DESCRIPTION OF THE TASK => Every line below that has "most" in it should be copied.

━━ RECORD EXCERPTS

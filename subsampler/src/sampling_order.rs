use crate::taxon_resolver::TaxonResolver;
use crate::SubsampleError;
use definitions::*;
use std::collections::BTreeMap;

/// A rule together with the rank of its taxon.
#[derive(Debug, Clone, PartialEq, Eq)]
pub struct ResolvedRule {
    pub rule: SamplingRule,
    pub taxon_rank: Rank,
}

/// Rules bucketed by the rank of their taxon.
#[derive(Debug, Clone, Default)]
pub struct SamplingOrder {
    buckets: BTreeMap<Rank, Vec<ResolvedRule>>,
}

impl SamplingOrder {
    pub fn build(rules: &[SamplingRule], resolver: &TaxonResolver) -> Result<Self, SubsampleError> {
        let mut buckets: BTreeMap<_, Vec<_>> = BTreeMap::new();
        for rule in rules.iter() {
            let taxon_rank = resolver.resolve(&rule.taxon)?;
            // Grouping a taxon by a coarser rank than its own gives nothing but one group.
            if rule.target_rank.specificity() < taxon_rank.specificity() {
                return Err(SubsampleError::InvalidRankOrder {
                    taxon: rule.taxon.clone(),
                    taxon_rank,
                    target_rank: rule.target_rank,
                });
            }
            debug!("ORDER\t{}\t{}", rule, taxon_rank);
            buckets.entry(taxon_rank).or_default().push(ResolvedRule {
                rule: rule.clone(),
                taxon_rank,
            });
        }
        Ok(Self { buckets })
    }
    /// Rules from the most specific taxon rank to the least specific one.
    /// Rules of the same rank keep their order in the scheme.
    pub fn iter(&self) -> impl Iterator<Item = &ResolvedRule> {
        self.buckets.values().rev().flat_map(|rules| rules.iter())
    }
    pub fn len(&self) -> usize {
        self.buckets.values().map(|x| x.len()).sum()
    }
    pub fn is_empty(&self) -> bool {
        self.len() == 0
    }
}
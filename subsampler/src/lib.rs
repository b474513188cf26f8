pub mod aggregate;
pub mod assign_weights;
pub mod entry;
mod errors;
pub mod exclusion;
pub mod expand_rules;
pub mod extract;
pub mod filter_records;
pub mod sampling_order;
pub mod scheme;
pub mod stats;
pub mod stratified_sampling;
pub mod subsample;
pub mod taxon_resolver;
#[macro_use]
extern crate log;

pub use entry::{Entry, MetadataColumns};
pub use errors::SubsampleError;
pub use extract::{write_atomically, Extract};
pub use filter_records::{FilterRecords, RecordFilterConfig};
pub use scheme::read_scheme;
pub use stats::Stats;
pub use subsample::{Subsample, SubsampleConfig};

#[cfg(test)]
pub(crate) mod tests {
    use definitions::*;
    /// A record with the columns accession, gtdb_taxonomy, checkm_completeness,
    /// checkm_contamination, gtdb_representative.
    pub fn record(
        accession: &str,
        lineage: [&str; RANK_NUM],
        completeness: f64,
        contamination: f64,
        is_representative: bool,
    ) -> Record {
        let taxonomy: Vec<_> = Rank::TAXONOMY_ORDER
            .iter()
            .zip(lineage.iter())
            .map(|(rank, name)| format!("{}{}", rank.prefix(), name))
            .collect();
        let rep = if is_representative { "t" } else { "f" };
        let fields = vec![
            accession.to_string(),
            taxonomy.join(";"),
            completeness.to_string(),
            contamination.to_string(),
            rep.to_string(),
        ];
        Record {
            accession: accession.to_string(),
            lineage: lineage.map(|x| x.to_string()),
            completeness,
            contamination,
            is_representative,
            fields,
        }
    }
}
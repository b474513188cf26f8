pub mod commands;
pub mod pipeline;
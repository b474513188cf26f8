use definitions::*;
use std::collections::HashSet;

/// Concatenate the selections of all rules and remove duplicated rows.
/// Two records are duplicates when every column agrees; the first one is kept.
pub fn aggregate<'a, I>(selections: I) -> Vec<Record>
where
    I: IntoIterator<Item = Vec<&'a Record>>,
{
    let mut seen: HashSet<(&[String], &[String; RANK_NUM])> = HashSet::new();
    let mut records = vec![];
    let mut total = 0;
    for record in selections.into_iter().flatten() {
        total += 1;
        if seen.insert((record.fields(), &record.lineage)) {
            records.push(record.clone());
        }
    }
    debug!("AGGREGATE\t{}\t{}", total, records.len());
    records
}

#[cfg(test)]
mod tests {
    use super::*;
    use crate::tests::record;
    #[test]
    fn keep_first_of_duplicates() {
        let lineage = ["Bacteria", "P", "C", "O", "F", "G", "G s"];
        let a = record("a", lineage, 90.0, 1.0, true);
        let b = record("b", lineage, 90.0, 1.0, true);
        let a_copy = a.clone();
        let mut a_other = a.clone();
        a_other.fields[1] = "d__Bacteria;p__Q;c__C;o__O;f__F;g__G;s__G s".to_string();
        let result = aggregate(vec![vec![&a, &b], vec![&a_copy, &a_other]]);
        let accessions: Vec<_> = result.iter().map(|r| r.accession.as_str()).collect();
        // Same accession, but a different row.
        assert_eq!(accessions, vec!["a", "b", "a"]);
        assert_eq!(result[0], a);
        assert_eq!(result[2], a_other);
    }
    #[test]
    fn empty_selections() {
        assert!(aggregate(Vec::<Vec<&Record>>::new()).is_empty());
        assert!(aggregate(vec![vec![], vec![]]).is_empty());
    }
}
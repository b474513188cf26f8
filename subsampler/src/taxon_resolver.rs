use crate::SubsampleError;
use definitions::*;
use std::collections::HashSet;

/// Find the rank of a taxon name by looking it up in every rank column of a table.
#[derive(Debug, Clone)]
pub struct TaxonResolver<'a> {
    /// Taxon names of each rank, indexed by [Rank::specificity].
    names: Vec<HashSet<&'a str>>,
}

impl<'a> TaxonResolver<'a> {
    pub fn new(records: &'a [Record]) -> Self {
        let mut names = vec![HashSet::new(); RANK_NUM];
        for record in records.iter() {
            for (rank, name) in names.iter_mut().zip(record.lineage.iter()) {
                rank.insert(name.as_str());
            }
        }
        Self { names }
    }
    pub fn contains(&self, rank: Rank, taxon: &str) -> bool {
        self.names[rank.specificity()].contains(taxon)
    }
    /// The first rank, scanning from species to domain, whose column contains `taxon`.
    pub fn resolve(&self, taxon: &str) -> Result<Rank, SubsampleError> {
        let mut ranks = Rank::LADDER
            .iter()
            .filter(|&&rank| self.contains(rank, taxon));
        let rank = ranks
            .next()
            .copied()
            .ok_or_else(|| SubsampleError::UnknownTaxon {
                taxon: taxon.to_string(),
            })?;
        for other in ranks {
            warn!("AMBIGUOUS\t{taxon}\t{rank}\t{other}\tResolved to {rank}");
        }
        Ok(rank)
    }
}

━━━━
━━ RECORD EXCERPTS

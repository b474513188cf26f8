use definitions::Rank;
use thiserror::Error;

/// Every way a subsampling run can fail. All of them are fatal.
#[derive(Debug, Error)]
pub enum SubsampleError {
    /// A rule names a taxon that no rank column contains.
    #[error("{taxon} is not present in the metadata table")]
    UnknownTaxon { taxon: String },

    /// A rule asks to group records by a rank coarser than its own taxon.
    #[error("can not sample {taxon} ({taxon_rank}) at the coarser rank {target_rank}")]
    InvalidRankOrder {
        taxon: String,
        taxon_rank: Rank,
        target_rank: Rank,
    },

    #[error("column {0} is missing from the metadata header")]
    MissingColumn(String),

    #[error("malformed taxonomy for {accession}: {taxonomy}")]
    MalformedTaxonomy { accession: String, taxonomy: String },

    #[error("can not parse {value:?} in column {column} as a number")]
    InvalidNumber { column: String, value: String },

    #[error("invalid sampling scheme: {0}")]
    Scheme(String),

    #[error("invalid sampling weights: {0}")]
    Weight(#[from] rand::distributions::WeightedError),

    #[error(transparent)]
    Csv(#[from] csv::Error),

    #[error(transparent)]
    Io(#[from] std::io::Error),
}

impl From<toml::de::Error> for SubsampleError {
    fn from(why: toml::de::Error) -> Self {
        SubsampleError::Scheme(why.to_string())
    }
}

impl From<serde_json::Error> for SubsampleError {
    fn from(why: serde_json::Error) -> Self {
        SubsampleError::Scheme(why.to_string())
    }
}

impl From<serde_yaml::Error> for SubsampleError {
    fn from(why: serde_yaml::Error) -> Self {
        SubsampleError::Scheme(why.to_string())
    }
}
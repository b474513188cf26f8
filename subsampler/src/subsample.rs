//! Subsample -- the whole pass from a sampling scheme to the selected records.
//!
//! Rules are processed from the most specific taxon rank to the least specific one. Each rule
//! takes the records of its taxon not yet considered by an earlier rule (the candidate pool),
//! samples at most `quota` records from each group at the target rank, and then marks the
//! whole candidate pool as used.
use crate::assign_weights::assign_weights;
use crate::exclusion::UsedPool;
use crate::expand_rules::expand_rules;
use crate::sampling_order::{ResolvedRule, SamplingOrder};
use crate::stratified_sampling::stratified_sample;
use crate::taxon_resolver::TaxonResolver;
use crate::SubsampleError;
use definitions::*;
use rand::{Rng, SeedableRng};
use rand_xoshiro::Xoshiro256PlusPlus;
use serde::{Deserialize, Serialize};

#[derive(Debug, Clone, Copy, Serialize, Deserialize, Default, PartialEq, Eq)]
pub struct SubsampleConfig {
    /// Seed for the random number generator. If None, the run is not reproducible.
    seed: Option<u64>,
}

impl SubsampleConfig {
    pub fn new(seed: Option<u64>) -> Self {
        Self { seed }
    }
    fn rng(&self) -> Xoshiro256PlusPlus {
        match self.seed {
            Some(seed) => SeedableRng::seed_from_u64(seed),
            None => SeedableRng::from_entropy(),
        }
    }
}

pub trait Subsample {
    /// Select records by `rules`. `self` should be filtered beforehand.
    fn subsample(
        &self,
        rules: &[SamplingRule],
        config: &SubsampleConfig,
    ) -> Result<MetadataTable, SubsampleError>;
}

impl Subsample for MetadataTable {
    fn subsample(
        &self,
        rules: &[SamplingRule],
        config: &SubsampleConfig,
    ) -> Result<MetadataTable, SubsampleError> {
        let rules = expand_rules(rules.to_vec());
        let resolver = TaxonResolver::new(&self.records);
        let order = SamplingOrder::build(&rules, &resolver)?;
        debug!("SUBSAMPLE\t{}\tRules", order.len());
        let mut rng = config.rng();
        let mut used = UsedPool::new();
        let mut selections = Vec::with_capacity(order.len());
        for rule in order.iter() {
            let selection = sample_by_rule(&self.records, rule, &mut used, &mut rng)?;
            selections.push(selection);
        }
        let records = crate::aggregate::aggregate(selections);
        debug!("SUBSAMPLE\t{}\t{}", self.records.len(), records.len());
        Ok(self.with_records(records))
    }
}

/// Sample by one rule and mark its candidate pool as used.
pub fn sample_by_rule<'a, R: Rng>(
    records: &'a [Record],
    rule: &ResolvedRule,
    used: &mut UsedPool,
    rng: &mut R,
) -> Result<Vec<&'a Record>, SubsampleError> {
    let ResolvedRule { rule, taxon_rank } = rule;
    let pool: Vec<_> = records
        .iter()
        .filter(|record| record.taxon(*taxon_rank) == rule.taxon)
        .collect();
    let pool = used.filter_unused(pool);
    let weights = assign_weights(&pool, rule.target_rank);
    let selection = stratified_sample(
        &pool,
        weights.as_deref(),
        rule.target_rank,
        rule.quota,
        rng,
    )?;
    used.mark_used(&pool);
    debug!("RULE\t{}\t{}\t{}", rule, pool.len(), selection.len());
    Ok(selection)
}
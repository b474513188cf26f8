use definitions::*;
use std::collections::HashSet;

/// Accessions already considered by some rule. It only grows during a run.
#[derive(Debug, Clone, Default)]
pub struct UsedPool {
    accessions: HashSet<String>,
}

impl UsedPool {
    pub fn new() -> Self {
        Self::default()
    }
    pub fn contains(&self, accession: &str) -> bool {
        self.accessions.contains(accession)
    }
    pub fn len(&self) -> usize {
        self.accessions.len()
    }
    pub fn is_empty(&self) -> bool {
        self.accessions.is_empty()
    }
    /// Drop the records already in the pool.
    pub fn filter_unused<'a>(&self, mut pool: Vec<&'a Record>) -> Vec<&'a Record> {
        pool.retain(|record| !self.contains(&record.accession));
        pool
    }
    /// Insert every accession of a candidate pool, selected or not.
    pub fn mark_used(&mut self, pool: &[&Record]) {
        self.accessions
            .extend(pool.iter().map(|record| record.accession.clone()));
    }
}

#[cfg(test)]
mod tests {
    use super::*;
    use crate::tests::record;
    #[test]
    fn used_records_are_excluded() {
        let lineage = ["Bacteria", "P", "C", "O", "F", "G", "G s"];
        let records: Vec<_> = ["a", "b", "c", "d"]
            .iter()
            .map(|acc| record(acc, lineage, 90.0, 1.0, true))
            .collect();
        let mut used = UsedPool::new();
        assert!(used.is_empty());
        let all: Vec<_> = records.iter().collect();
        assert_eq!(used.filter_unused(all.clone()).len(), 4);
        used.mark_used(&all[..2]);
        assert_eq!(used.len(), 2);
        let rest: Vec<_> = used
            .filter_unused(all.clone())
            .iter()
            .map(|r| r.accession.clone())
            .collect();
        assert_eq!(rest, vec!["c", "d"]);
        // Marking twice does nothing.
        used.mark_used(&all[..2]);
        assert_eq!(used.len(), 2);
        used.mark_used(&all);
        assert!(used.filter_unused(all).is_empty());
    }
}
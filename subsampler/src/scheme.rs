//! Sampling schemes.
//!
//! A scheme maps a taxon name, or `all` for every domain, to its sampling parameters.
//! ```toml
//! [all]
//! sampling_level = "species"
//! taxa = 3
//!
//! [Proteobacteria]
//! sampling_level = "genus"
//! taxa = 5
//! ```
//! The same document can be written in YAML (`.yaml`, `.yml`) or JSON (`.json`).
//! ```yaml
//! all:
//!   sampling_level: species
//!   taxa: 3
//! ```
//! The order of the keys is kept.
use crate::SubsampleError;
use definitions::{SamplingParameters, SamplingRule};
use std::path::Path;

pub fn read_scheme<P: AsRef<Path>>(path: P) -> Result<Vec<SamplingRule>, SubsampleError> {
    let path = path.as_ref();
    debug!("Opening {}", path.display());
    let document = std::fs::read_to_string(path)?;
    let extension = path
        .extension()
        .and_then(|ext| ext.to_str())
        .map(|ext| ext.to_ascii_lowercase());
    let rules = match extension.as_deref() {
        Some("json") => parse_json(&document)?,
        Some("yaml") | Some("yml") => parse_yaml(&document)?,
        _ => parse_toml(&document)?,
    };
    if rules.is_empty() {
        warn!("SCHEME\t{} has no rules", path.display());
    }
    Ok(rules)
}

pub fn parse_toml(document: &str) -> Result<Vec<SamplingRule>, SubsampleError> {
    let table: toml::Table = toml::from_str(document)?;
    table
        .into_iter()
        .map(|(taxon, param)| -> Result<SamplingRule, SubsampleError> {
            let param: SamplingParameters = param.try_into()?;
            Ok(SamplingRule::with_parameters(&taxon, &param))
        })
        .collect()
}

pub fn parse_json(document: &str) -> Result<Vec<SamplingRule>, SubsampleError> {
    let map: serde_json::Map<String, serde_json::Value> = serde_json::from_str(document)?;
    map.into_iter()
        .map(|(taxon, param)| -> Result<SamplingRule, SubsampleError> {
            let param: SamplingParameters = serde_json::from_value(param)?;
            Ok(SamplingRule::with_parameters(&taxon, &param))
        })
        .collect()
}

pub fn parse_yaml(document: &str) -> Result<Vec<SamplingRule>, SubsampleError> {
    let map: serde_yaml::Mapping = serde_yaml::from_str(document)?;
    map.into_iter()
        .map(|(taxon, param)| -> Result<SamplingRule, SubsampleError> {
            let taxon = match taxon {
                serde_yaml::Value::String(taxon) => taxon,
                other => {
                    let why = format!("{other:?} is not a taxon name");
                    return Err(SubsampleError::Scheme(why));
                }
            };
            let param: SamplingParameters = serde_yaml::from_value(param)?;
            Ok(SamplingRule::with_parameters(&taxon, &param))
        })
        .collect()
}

━━━━
━━ RECORD EXCERPTS

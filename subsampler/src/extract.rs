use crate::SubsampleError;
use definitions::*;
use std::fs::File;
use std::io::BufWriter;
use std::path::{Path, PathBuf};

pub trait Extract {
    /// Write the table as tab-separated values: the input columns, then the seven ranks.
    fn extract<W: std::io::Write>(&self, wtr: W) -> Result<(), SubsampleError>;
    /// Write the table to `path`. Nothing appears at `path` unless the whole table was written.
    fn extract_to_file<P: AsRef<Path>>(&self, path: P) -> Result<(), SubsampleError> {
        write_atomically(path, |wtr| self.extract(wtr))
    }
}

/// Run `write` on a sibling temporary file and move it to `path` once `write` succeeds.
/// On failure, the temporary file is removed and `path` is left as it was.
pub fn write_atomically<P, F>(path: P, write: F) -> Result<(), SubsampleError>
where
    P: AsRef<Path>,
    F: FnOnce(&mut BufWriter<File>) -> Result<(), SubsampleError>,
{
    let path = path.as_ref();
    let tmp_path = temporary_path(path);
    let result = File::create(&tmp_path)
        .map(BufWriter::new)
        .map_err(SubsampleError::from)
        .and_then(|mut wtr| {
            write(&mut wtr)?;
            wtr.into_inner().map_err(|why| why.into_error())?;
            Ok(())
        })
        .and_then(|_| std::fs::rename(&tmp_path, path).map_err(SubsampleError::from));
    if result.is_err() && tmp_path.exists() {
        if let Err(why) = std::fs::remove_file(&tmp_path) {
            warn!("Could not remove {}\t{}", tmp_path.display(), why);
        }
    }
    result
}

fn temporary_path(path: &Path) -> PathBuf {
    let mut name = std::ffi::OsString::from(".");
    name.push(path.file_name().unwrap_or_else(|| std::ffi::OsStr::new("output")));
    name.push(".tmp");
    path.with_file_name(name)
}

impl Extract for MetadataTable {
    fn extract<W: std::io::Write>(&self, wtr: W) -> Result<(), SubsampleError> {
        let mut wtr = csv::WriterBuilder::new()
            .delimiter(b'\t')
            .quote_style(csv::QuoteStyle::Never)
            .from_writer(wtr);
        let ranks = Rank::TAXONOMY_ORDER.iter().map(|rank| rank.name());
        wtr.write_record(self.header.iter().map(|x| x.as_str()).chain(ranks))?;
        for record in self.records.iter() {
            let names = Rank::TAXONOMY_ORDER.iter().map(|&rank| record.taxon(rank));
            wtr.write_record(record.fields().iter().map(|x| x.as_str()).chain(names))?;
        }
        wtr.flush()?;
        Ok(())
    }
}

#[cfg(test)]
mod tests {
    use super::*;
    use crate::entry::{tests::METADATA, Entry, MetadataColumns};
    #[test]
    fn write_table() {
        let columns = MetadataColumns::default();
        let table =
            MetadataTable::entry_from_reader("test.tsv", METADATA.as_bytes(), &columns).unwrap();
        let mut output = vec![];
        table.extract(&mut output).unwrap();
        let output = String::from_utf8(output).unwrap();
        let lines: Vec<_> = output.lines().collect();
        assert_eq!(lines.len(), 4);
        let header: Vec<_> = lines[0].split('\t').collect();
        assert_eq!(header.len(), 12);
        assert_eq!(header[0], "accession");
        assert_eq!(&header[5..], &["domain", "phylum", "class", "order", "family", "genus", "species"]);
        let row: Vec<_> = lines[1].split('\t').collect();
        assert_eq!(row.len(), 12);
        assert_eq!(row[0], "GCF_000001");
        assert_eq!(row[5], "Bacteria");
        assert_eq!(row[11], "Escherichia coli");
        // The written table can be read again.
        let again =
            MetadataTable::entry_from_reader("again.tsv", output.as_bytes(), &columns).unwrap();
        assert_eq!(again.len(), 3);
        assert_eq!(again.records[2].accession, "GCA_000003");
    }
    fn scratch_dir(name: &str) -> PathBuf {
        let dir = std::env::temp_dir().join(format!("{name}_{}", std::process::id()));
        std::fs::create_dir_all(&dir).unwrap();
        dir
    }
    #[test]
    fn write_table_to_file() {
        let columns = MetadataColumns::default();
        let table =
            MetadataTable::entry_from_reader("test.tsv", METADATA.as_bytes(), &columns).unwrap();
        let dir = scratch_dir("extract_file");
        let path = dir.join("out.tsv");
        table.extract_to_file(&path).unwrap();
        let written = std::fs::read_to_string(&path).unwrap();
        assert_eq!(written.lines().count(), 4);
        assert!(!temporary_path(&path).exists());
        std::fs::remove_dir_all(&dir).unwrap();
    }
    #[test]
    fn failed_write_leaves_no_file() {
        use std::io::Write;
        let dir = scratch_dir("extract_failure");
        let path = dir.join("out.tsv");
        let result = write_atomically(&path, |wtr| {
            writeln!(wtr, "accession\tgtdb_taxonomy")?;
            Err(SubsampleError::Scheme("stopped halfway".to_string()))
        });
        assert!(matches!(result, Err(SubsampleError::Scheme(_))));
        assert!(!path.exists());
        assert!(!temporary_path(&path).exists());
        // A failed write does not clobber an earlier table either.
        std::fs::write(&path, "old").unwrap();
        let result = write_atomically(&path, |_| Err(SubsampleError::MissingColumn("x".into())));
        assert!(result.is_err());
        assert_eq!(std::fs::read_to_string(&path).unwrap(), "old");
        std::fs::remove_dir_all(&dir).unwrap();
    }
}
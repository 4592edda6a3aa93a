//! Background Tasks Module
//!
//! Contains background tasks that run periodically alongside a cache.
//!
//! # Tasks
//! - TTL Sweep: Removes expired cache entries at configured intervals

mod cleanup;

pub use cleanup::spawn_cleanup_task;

━━━━

TASK RESULT =>
    /// Rules from the most specific taxon rank to the least specific one.
//! Rules are processed from the most specific taxon rank to the least specific one. Each rule
//! samples at most `quota` records from each group at the target rank, and then marks the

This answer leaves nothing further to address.